Indeed, home testing may be the best testing method for many. While some argue that home testing will be deficient in such areas as counseling and doctor-patient contact, such arguments do not prove the need to forbid home test kits.

For example, opponents commonly argue that home test kits will leave users without adequate counseling. Telephone counseling, however, has traditionally served many purposes, both AIDS-related and non-AIDS-related, without the risks imagined in the home-testing situation. Moreover, it is naive to assume that face-to-face counseling always achieves its ends or proceeds without incident. When I obtained my HIV test results face-to-face, I received abysmal counseling.

For some persons, counseling over the telephone may be preferable to face-to-face counseling. To understand why, we need only consider the experience of the Catholic Church with its anonymous confessionals. Within the confessional, a Catholic may bare her soul to a priest whom she cannot see through the partition, recounting things that she would never dare say face-to-face to a priest or to anyone else. Such anonymity has obvious value in an area as sensitive as HIV counseling.

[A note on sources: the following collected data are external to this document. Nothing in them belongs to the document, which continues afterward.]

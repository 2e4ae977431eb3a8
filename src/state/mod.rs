pub mod cache;
pub mod identity;
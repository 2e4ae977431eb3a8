use crate::dom::document::{ComputedStyle, NodeId, NodeSpec, OverlayHost};
use crate::dom::geometry::Rect;
use crate::screen::screen_model::{ElementRecord, Snapshot};

pub const CONTAINER_ID: &str = "screen-index-overlay";

pub const PALETTE: [&str; 6] = [
    "#ff5f5f", "#58d365", "#5899ff", "#ffa656", "#c158ff", "#00c3c3",
];

const Z_INDEX: u32 = 2_147_483_640;

pub fn color_for(index: usize) -> &'static str {
    PALETTE[index % PALETTE.len()]
}

/// Draws one labelled box per snapshot record into a full-viewport,
/// pointer-transparent container, and owns every node it injects.
#[derive(Debug, Default)]
pub struct OverlayRenderer {
    injected: Vec<NodeId>,
}

impl OverlayRenderer {
    pub fn new() -> Self {
        Self::default()
    }

    /// Find or create the overlay container and empty it. `None` when the
    /// page has no root container to attach to.
    pub fn init_container(&mut self, host: &mut dyn OverlayHost) -> Option<NodeId> {
        let container = match host.element_by_id(CONTAINER_ID) {
            Some(existing) => existing,
            None => {
                let parent = host.container()?;
                let viewport = host.viewport();
                let spec = NodeSpec::new("div")
                    .attr("id", CONTAINER_ID)
                    .inline_style(&[
                        ("position", "fixed".into()),
                        ("top", "0".into()),
                        ("left", "0".into()),
                        ("width", "100%".into()),
                        ("height", "100%".into()),
                        ("pointer-events", "none".into()),
                        ("z-index", Z_INDEX.to_string()),
                    ])
                    .style(overlay_style())
                    .rect(viewport.as_rect());
                host.create_element(parent, spec)
            }
        };

        if !self.injected.contains(&container) {
            self.injected.push(container);
        }

        host.remove_children(container);
        // Boxes from the previous pass went with the container's children.
        self.injected.retain(|n| host.is_attached(*n));

        Some(container)
    }

    pub fn draw_box(&mut self, host: &mut dyn OverlayHost, container: NodeId, record: &ElementRecord) {
        let color = color_for(record.index);
        let r: Rect = record.rect.into();

        let frame = NodeSpec::new("div")
            .inline_style(&[
                ("position", "fixed".into()),
                ("left", format!("{}px", r.x)),
                ("top", format!("{}px", r.y)),
                ("width", format!("{}px", r.width)),
                ("height", format!("{}px", r.height)),
                ("border", format!("2px solid {}", color)),
                ("background", format!("{}1a", color)),
                ("box-sizing", "border-box".into()),
            ])
            .style(overlay_style())
            .rect(r);
        let frame = host.create_element(container, frame);

        let label = NodeSpec::new("span")
            .inline_style(&[
                ("position", "absolute".into()),
                ("top", "2px".into()),
                ("right", "2px".into()),
                ("background", color.into()),
                ("color", "#fff".into()),
                ("font", "10px/12px sans-serif".into()),
                ("padding", "0 2px".into()),
                ("border-radius", "2px".into()),
            ])
            .style(ComputedStyle {
                display: "inline".into(),
                ..overlay_style()
            })
            .text(format!("{}({})", record.index, record.priority));
        host.create_element(frame, label);

        self.injected.push(frame);
    }

    pub fn render(&mut self, host: &mut dyn OverlayHost, container: NodeId, snapshot: &Snapshot) {
        for record in snapshot {
            self.draw_box(host, container, record);
        }
    }

    /// Remove every injected node. Safe to call repeatedly.
    pub fn dispose(&mut self, host: &mut dyn OverlayHost) {
        for node in self.injected.drain(..).rev() {
            host.remove(node);
        }
    }

    /// Injected nodes still owned (container plus boxes).
    pub fn injected(&self) -> usize {
        self.injected.len()
    }
}

fn overlay_style() -> ComputedStyle {
    ComputedStyle {
        pointer_events: "none".into(),
        position: "fixed".into(),
        ..ComputedStyle::default()
    }
}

Opponents further argue that HIV testing should not take place outside the context of health care. That is, one should seek testing from one's doctor because it is from one's doctor that one will receive the necessary care. This argument does not explain how home testing separates a person from the medical community any more than does any other form of anonymous testing. Also, those who will not submit to any testing except home testing may regard knowing one's HIV status as a prerequisite to seeing a doctor, rather than the other way around.

In addition, while arguments in favor of banning home testing tacitly assume the ready availability of clinical testing, we should assume no such thing. Even in major metropolitan areas, clinics cannot always meet the demand for HIV testing. In rural communities, testing may not be available at all.

Finally, many persons believe that users will be unable to take samples of their own blood without a high risk of harm to themselves, to collect the blood samples correctly, or to interpret the results. This argument proves too much, as it will allow government no end of room for interference with our choices over our own bodies. Besides, government permits industry to sell many products on the open marketplace that are demonstrably dangerous to some persons.

Rather than opposing the availability of home test kits, we should welcome it. Many may benefit from such kits; whose who would benefit should be free to buy and use the kits. Even those who would not benefit should trust the decision to use such kits to individual freedom rather than to government force.